In one example, input 102 includes a 60 hertz power signal and load 112 includes HID-type lamps or fixtures. After an initial warm up phase, the power provided on the input 102 can be switched from directly going to the load 112 to run through the power reduction module 108. Reduction of the voltage by the power reduction module 108 can introduce harmonics into the signal provided to load 112. As a result of the harmonics, the level of power provided to the load 112 can undesirably drop below the minimum required power level necessary to maintain operation of the load 112. Inclusion of harmonic reduction module 110 helps to alleviate the harmonics and ensure proper and reliable operation of the load 112.

Power control system 100 includes additional components. A resistor voltage monitor 118, low voltage monitor 120, and voltage savings monitor 122 are illustrated. As shown, a sensor lead 117 is connected between resistor voltage monitor 118 and conductor 115. Additionally, a sensor lead 119 is shown connected between low voltage monitor 120 and conductor 115. Monitors 118,120,122 are intended to be powered by a separate power supply than from input 102. Monitors 118,120,122 form an external system apart from the main power conducting channels 114 and 115. The monitors work independently to measure operational parameters of the system 100 and provide information to controller 106 or elsewhere. In the event of a power disruption in system 100 (e.g., a loss of input 102 power), monitors 118,120 and 122 can be provided with a battery backup, an uninterrupted power supply (UPS) or similar means to continue to operate and relay operational information to the appropriate destination.

Monitors 118,120,122 can be connected to controller 106 by a signal bearing medium which can carry information such as a control signal between monitors 118,120,122 and controller 106. Additionally, monitors 118,120,122 can include an input-output (I/O) port or similar means to communicate with an external computer system (not shown). The external computer system can be coupled between the controller 106 and the various monitors 118,120,122.
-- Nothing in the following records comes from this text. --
#![warn(missing_docs)]

//! Netgram: a small public API facade for the workspace.
//!
//! This crate provides a clean, stable surface that re-exports the most
//! commonly used types for moving datagrams through a single UDP endpoint:
//!
//! - The endpoint itself (`UdpEndpoint`)
//! - Construction-time options (`EndpointConfig`)
//! - The error taxonomy (`ErrorKind`, `Failure`, `Result`)
//! - Typed element transfer (`element`)
//!
//! Example
//! ```no_run
//! use netgram::UdpEndpoint;
//!
//! let receiver = UdpEndpoint::bind_any().unwrap();
//! let port = receiver.local_addr().unwrap().port();
//!
//! let sender = UdpEndpoint::bind_any().unwrap();
//! sender.configure_remote_loopback(port).unwrap();
//! sender.send(b"hello").unwrap();
//!
//! let datagram = receiver.recv().unwrap();
//! assert_eq!(datagram, b"hello");
//! ```

// Core: configuration, errors, raw handle
pub use netgram_core::config::EndpointConfig;
pub use netgram_core::constants;
pub use netgram_core::error::{ErrorKind, Failure, Result};
pub use netgram_core::RawHandle;
// Endpoint: lifecycle and transfer paths
pub use netgram_endpoint::element;
pub use netgram_endpoint::UdpEndpoint;

/// Convenience prelude with the most commonly used items.
pub mod prelude {
    pub use crate::{EndpointConfig, ErrorKind, Failure, RawHandle, Result, UdpEndpoint};
}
Resistor voltage monitor 118 and low voltage monitor 120 add an additional level of reliability to the operation of power control system 100. Resistor voltage monitor 118, low voltage monitor 120 and voltage savings monitor 122 can be configured to work in conjunction with controller 106 by providing a stream of data which discloses the operating parameters of the power control system 100 to controller 106 or to an external computer system. Depending on the nature of the data received, controller 106 can implement predefined operating procedures of the system 100 or can be instructed to implement the predefined operating procedures through an external system.

In one example, resistor voltage monitor 118 monitors the voltages across a resistor or set of resistors which are incorporated into the system 100. If resistor voltage monitor 118 detects the appropriate potential across the resistor(s) in a preliminary first step, resistor voltage monitor 118 can then notify controller 106 or an external system that the system 100 is able to begin implementing the power reduction process. Low voltage monitor 120 similarly monitors voltages as part of the overall system 100. If a situation arises where voltages drop to an undesired low level, low voltage monitor 120 can act to notify controller 106 or an external system of the problem. As a result, controller 106 can implement a predefined/preprogrammed recovery procedure which is intended to allow the voltage(s) across the load 112 to increase to an appropriate level to ensure operability of the load 112.

Voltage savings monitor 122 also can work in conjunction with controller 106 or a similar component in the system 100. In one example, voltage savings monitor 122 monitors the actual voltage(s) being supplied to the load 112 and compares the actual voltage with a predetermined/preprogrammed line voltage as supplied to input 102 to determine a difference voltage. Over a period of time, the difference voltage can be multiplied with the time period and a cost coefficient of electricity to determine the overall monetary savings as a result of the implementation of system 100.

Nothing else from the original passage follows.